"Because here is where You're finding me, in the exact same place as New Year's Eve.
And from a lack of my persistency,
We're less than half as close as I want to be."
Every year, I realize that I should be a lot closer to God than I am. It's sort of depressing in a way, but on the other hand, it usually inspires me to do better. This past year, my eyes have been opened to a lot of things, and because of some stuff that has happened, I feel like I've picked up some cynical, sarcastic, and unloving ways. There are so many ways that I need to improve. But don't get me wrong, it has been, overall, a good year. I had to depend on God more than ever before this past summer, when I was stressed, terrified, and confused over what to do with my future. But I made a decision, and although some things are still a little foggy, I know I'm going in the right direction. And that's such a relief.
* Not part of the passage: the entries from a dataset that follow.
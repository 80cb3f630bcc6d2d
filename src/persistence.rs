//! File-based model bundle: a JSON topology manifest, a little-endian f32
//! weights blob and a plain-text epsilon. The three are written and read as
//! a matched set: the manifest records the blake3 digest of the blob and the
//! epsilon it was saved with, and `load` refuses a bundle whose files came
//! from different saves.

use std::fs;
use std::path::{Path, PathBuf};

use serde::{Deserialize, Serialize};

use crate::dqn::QNetwork;
use crate::error::{Error, Result};
use crate::network::{Tensor, Weights};

pub const MANIFEST_FILE: &str = "model.json";
pub const WEIGHTS_FILE: &str = "model.weights.bin";
pub const EPSILON_FILE: &str = "epsilon.txt";

const FORMAT_VERSION: u32 = 1;

#[derive(Debug, Serialize, Deserialize)]
struct Manifest {
    version: u32,              // FORMAT_VERSION
    topology: Vec<usize>,      // layer widths, input first
    tensors: Vec<TensorEntry>, // layout of model.weights.bin
    // hex blake3 of model.weights.bin
    weights_blake3: String,
    // must equal epsilon.txt
    epsilon: f32,
}

/// Where one tensor lives in the weights blob, in f32 elements.
#[derive(Debug, Serialize, Deserialize)]
struct TensorEntry {
    name: String,
    shape: Vec<usize>,
    offset: usize,
    len: usize,
}

/// Everything `load` read back. Applied to a live model with
/// `TrainingScheduler::restore`.
#[derive(Debug, Clone, PartialEq)]
pub struct ModelBundle {
    pub topology: Vec<usize>, // must match the live network
    pub weights: Weights,     // online network parameters
    pub epsilon: f32,         // exploration rate at save time
}

pub fn bundle_paths(dir: &Path) -> [PathBuf; 3] {
    [dir.join(MANIFEST_FILE), dir.join(WEIGHTS_FILE), dir.join(EPSILON_FILE)]
}

/// True when all three artifacts are present.
pub fn bundle_exists(dir: impl AsRef<Path>) -> bool {
    bundle_paths(dir.as_ref()).iter().all(|p| p.is_file())
}

/// Writes the online network and epsilon into `dir`.
///
/// Each artifact goes to a temporary file first and is renamed into place
/// only after all three were written. The manifest goes last. If a rename
/// fails halfway the directory holds files from two saves, which `load`
/// reports as [`Error::MalformedBundle`] instead of mixing them.
pub fn save(dir: impl AsRef<Path>, q: &QNetwork, epsilon: f32) -> Result<()> {
    let dir = dir.as_ref();
    fs::create_dir_all(dir)?;

    // flatten every tensor into one LE f32 blob, recording offsets
    let weights = q.weights();
    let mut entries = Vec::with_capacity(weights.tensors.len());
    let mut blob = Vec::with_capacity(weights.len() * 4);
    let mut offset = 0;
    for t in &weights.tensors {
        entries.push(TensorEntry { name: t.name.clone(), shape: t.shape.clone(), offset, len: t.data.len() });
        for v in &t.data {
            blob.extend_from_slice(&v.to_le_bytes());
        }
        offset += t.data.len();
    }
    let manifest = Manifest {
        version: FORMAT_VERSION,
        topology: q.topology(),
        tensors: entries,
        weights_blake3: blake3::hash(&blob).to_hex().to_string(),
        epsilon,
    };

    // manifest is renamed last
    let [manifest_path, weights_path, eps_path] = bundle_paths(dir);
    let staged = [
        (tmp_path(&weights_path), weights_path, blob),
        (tmp_path(&eps_path), eps_path, format!("{epsilon}\n").into_bytes()),
        (tmp_path(&manifest_path), manifest_path, serde_json::to_vec_pretty(&manifest)?),
    ];

    for (tmp, _, bytes) in &staged {
        if let Err(e) = fs::write(tmp, bytes) {
            discard(&staged);
            return Err(e.into());
        }
    }
    for (tmp, dst, _) in &staged {
        if let Err(e) = fs::rename(tmp, dst) {
            discard(&staged);
            return Err(e.into());
        }
    }
    log::info!("saved model bundle to {} (epsilon={epsilon:.4})", dir.display());
    Ok(())
}

/// Reads a bundle from `dir`. Touches no live model.
pub fn load(dir: impl AsRef<Path>) -> Result<ModelBundle> {
    let dir = dir.as_ref();
    let [manifest_path, weights_path, eps_path] = bundle_paths(dir);
    for p in [&manifest_path, &weights_path, &eps_path] {
        if !p.is_file() {
            return Err(Error::IncompleteBundle { missing: p.clone() });
        }
    }

    let manifest: Manifest = serde_json::from_slice(&fs::read(&manifest_path)?)
        .map_err(|e| Error::MalformedBundle(format!("{MANIFEST_FILE}: {e}")))?;
    if manifest.version != FORMAT_VERSION {
        return Err(Error::MalformedBundle(format!(
            "{MANIFEST_FILE}: unsupported version {}",
            manifest.version
        )));
    }

    let blob = fs::read(&weights_path)?;
    // blob and manifest must come from the same save
    if blake3::hash(&blob).to_hex().as_str() != manifest.weights_blake3 {
        return Err(Error::MalformedBundle(format!("{WEIGHTS_FILE}: digest does not match {MANIFEST_FILE}")));
    }
    let values = decode_f32_le(&blob)?;
    let mut tensors = Vec::with_capacity(manifest.tensors.len());
    let mut expected_len = 0;
    for e in manifest.tensors {
        let end = e.offset.checked_add(e.len).filter(|&end| end <= values.len()).ok_or_else(|| {
            Error::MalformedBundle(format!("{WEIGHTS_FILE}: tensor {} out of range", e.name))
        })?;
        if e.shape.iter().product::<usize>() != e.len {
            return Err(Error::MalformedBundle(format!("{MANIFEST_FILE}: tensor {} shape/len mismatch", e.name)));
        }
        expected_len += e.len;
        tensors.push(Tensor { name: e.name, shape: e.shape, data: values[e.offset..end].to_vec() });
    }
    if expected_len != values.len() {
        return Err(Error::MalformedBundle(format!(
            "{WEIGHTS_FILE}: {} values, manifest describes {expected_len}",
            values.len()
        )));
    }

    // plain-text epsilon, cross-checked against the manifest
    let eps_text = fs::read_to_string(&eps_path)?;
    let epsilon: f32 = eps_text
        .trim()
        .parse()
        .map_err(|e| Error::MalformedBundle(format!("{EPSILON_FILE}: {e}")))?;
    if !epsilon.is_finite() || !(0.0..=1.0).contains(&epsilon) {
        return Err(Error::MalformedBundle(format!("{EPSILON_FILE}: {epsilon} not in [0, 1]")));
    }
    if epsilon != manifest.epsilon {
        return Err(Error::MalformedBundle(format!(
            "{EPSILON_FILE}: {epsilon} does not match {MANIFEST_FILE} ({})",
            manifest.epsilon
        )));
    }

    Ok(ModelBundle { topology: manifest.topology, weights: Weights { tensors }, epsilon })
}

// -------- helpers (module-private) --------

fn tmp_path(p: &Path) -> PathBuf {
    let mut s = p.as_os_str().to_owned();
    s.push(".tmp");
    PathBuf::from(s)
}

fn discard(staged: &[(PathBuf, PathBuf, Vec<u8>)]) {
    for (tmp, _, _) in staged {
        let _ = fs::remove_file(tmp);
    }
}

fn decode_f32_le(bytes: &[u8]) -> Result<Vec<f32>> {
    if bytes.len() % 4 != 0 {
        return Err(Error::MalformedBundle(format!(
            "{WEIGHTS_FILE}: length {} is not a multiple of 4",
            bytes.len()
        )));
    }
    Ok(bytes
        .chunks_exact(4)
        .map(|c| f32::from_le_bytes([c[0], c[1], c[2], c[3]]))
        .collect())
}
use clap::Args;

use tally_core::questionnaire::{AnswerKind, Part, questions};

#[derive(Args, Debug)]
pub struct QuestionsArgs {
    /// Print only field names
    #[arg(long)]
    pub fields_only: bool,
}

#[allow(clippy::unnecessary_wraps)]
pub fn run(args: &QuestionsArgs) -> anyhow::Result<()> {
    let mut current: Option<Part> = None;
    for q in questions() {
        if args.fields_only {
            println!("{}", q.field);
            continue;
        }
        if current != Some(q.part) {
            if current.is_some() {
                println!();
            }
            println!("{}", q.part.title());
            current = Some(q.part);
        }

        let kind = match q.kind {
            AnswerKind::Single => "one of",
            AnswerKind::Multi => "any of",
            AnswerKind::Text => "free text",
        };
        let required = if q.required { "" } else { ", optional" };
        println!("  {} ({kind}{required})", q.field);
        println!("    {}", q.prompt);
        for option in q.options {
            println!("      - {option}");
        }
    }
    Ok(())
}
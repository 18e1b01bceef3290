// Answer distributions: the counts behind the charts.

use std::collections::HashMap;

use serde::Serialize;

use crate::error::AnalyzeError;
use crate::questionnaire::{self, AnswerKind};
use crate::types::{ResponseRecord, TIMESTAMP_FIELD, is_base_field};

/// Label counts for one field.
#[derive(Debug, Clone, PartialEq, Eq, Serialize)]
pub struct Distribution {
    pub field: String,
    /// Records that answered the field.
    pub respondents: usize,
    /// `(label, count)`, most frequent first; ties keep first-seen order.
    pub counts: Vec<(String, usize)>,
}

impl Distribution {
    /// Percentage of respondents that picked `count` answers.
    #[allow(clippy::cast_precision_loss)]
    pub fn share(&self, count: usize) -> f64 {
        if self.respondents == 0 {
            0.0
        } else {
            count as f64 * 100.0 / self.respondents as f64
        }
    }

    pub fn count_of(&self, label: &str) -> usize {
        self.counts
            .iter()
            .find(|(l, _)| l == label)
            .map_or(0, |(_, c)| *c)
    }
}

fn tally<'a>(field: &str, values: impl Iterator<Item = Vec<&'a str>>) -> Distribution {
    let mut order: Vec<(String, usize)> = Vec::new();
    let mut index: HashMap<&'a str, usize> = HashMap::new();
    let mut respondents = 0;

    for labels in values {
        respondents += 1;
        for label in labels {
            let slot = *index.entry(label).or_insert_with(|| {
                order.push((label.to_string(), 0));
                order.len() - 1
            });
            order[slot].1 += 1;
        }
    }

    // Stable sort keeps first-seen order among equal counts.
    order.sort_by(|a, b| b.1.cmp(&a.1));
    Distribution {
        field: field.to_string(),
        respondents,
        counts: order,
    }
}

/// Count each distinct value of `field`. Records without the field are skipped.
pub fn value_counts(records: &[ResponseRecord], field: &str) -> Distribution {
    tally(
        field,
        records.iter().filter_map(|r| r.get(field)).map(|v| vec![v]),
    )
}

/// Count each label of a multi-select `field`; one record may add to several.
pub fn multi_value_counts(records: &[ResponseRecord], field: &str) -> Distribution {
    tally(
        field,
        records
            .iter()
            .filter_map(|r| r.get(field))
            .map(questionnaire::split_multi),
    )
}

/// Distribution of `field`, splitting multi-select questions.
///
/// Fails only for a field no record carries and the questionnaire does not
/// know.
pub fn distribution_for(
    records: &[ResponseRecord],
    field: &str,
) -> Result<Distribution, AnalyzeError> {
    let question = questionnaire::question(field);
    let known = question.is_some()
        || is_base_field(field)
        || field == TIMESTAMP_FIELD
        || records.iter().any(|r| r.get(field).is_some());
    if !known {
        return Err(AnalyzeError::UnknownField(field.to_string()));
    }

    Ok(match question.map(|q| q.kind) {
        Some(AnswerKind::Multi) => multi_value_counts(records, field),
        _ => value_counts(records, field),
    })
}

#[cfg(test)]
mod tests {
    use super::*;
    use crate::types::Answers;

    fn record(pairs: &[(&str, &str)]) -> ResponseRecord {
        ResponseRecord {
            timestamp: "2024-01-01 00:00:00".into(),
            answers: pairs
                .iter()
                .map(|(k, v)| ((*k).to_string(), (*v).to_string()))
                .collect::<Answers>(),
        }
    }

    #[test]
    fn counts_sorted_by_frequency_then_first_seen() {
        let records = vec![
            record(&[("Conhecimento_PrEP", "Não conheço")]),
            record(&[("Conhecimento_PrEP", "Sim, conheço bem")]),
            record(&[("Conhecimento_PrEP", "Sim, conheço bem")]),
            record(&[("Conhecimento_PrEP", "Conheço parcialmente")]),
        ];
        let dist = value_counts(&records, "Conhecimento_PrEP");
        assert_eq!(dist.respondents, 4);
        assert_eq!(
            dist.counts,
            vec![
                ("Sim, conheço bem".to_string(), 2),
                ("Não conheço".to_string(), 1),
                ("Conheço parcialmente".to_string(), 1),
            ]
        );
        assert!((dist.share(2) - 50.0).abs() < f64::EPSILON);
    }

    #[test]
    fn absent_values_are_skipped() {
        let records = vec![
            record(&[("Comentarios", "ok")]),
            record(&[]),
        ];
        let dist = value_counts(&records, "Comentarios");
        assert_eq!(dist.respondents, 1);
        assert_eq!(dist.count_of("ok"), 1);
        assert_eq!(dist.count_of("missing"), 0);
    }

    #[test]
    fn multi_select_is_split() {
        let records = vec![
            record(&[("Metodos_prevencao", "PrEP, Camisinha masculina")]),
            record(&[("Metodos_prevencao", "PrEP")]),
            record(&[("Metodos_prevencao", "")]),
        ];
        let dist = distribution_for(&records, "Metodos_prevencao").unwrap();
        assert_eq!(dist.respondents, 3);
        assert_eq!(dist.count_of("PrEP"), 2);
        assert_eq!(dist.count_of("Camisinha masculina"), 1);
        assert_eq!(dist.counts.len(), 2);
    }

    #[test]
    fn unknown_field_is_an_error_but_known_empty_is_not() {
        let records = vec![record(&[("Genero", "Outro")])];
        assert!(matches!(
            distribution_for(&records, "Nada"),
            Err(AnalyzeError::UnknownField(_))
        ));
        let dist = distribution_for(&records, "Comentarios").unwrap();
        assert_eq!(dist.respondents, 0);
        assert!(dist.counts.is_empty());
        assert!(dist.share(0).abs() < f64::EPSILON);
    }
}
/// CSV-backed implementation of `ResponseStore`.
///
/// Appends that keep the column set go to the end of the file. Appends that
/// introduce a column rewrite the whole file through a sibling `.tmp` file
/// and a rename, so a crash leaves either the old or the new file.
#[derive(Debug, Clone)]
pub struct CsvStore {
    path: PathBuf,
}

/// Parsed contents of the backing file.
#[derive(Debug)]
struct Table {
    header: Vec<String>,
    schema: Schema,
    records: Vec<ResponseRecord>,
    ends_with_newline: bool,
}

impl Table {
    fn empty() -> Self {
        let schema = Schema::new();
        Self {
            header: schema.columns().into_iter().map(str::to_string).collect(),
            schema,
            records: Vec::new(),
            ends_with_newline: true,
        }
    }

    fn parse(location: &str, bytes: &[u8]) -> Result<Self, StoreError> {
        let mut reader = csv::ReaderBuilder::new()
            .has_headers(true)
            .flexible(true)
            .from_reader(bytes);

        let header: Vec<String> = reader
            .headers()
            .map_err(|e| StoreError::corrupt(location, e))?
            .iter()
            .map(str::to_string)
            .collect();
        let schema = Schema::from_columns(&header).map_err(|r| StoreError::corrupt(location, r))?;

        let mut records = Vec::new();
        for (idx, row) in reader.records().enumerate() {
            let row = row.map_err(|e| StoreError::corrupt(location, e))?;
            let line = idx + 2;
            if row.len() > header.len() {
                return Err(StoreError::corrupt(
                    location,
                    format!(
                        "row {line} has {} fields, header has {}",
                        row.len(),
                        header.len()
                    ),
                ));
            }

            let mut timestamp = String::new();
            let mut answers = Answers::new();
            for (col, name) in header.iter().enumerate() {
                let value = row.get(col);
                if name == TIMESTAMP_FIELD {
                    timestamp = value.unwrap_or_default().to_string();
                } else if is_base_field(name) {
                    answers.insert(name.clone(), value.unwrap_or_default().to_string());
                } else if let Some(v) = value.filter(|v| !v.is_empty()) {
                    answers.insert(name.clone(), v.to_string());
                }
            }
            if timestamp.is_empty() {
                return Err(StoreError::corrupt(
                    location,
                    format!("row {line} has no timestamp"),
                ));
            }
            records.push(ResponseRecord { timestamp, answers });
        }

        Ok(Self {
            header,
            schema,
            records,
            ends_with_newline: bytes.last() == Some(&b'\n'),
        })
    }
}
I don't make technical New Year's resolutions anymore (because it's only that much more depressing when I find myself eating cheesecake instead of walking on the treadmill), but I do always make a few goals to work toward. In 2010, I want to:
-Grow closer to God than I've ever been before.
-Become more like my Savior than I ever thought possible.
-Stop procrastinating and wasting time on things that really don't matter.
-Do my best in school and keep up my A average.
-Make a simple quilt for my bed.
-Sew a dress that fits me perfectly.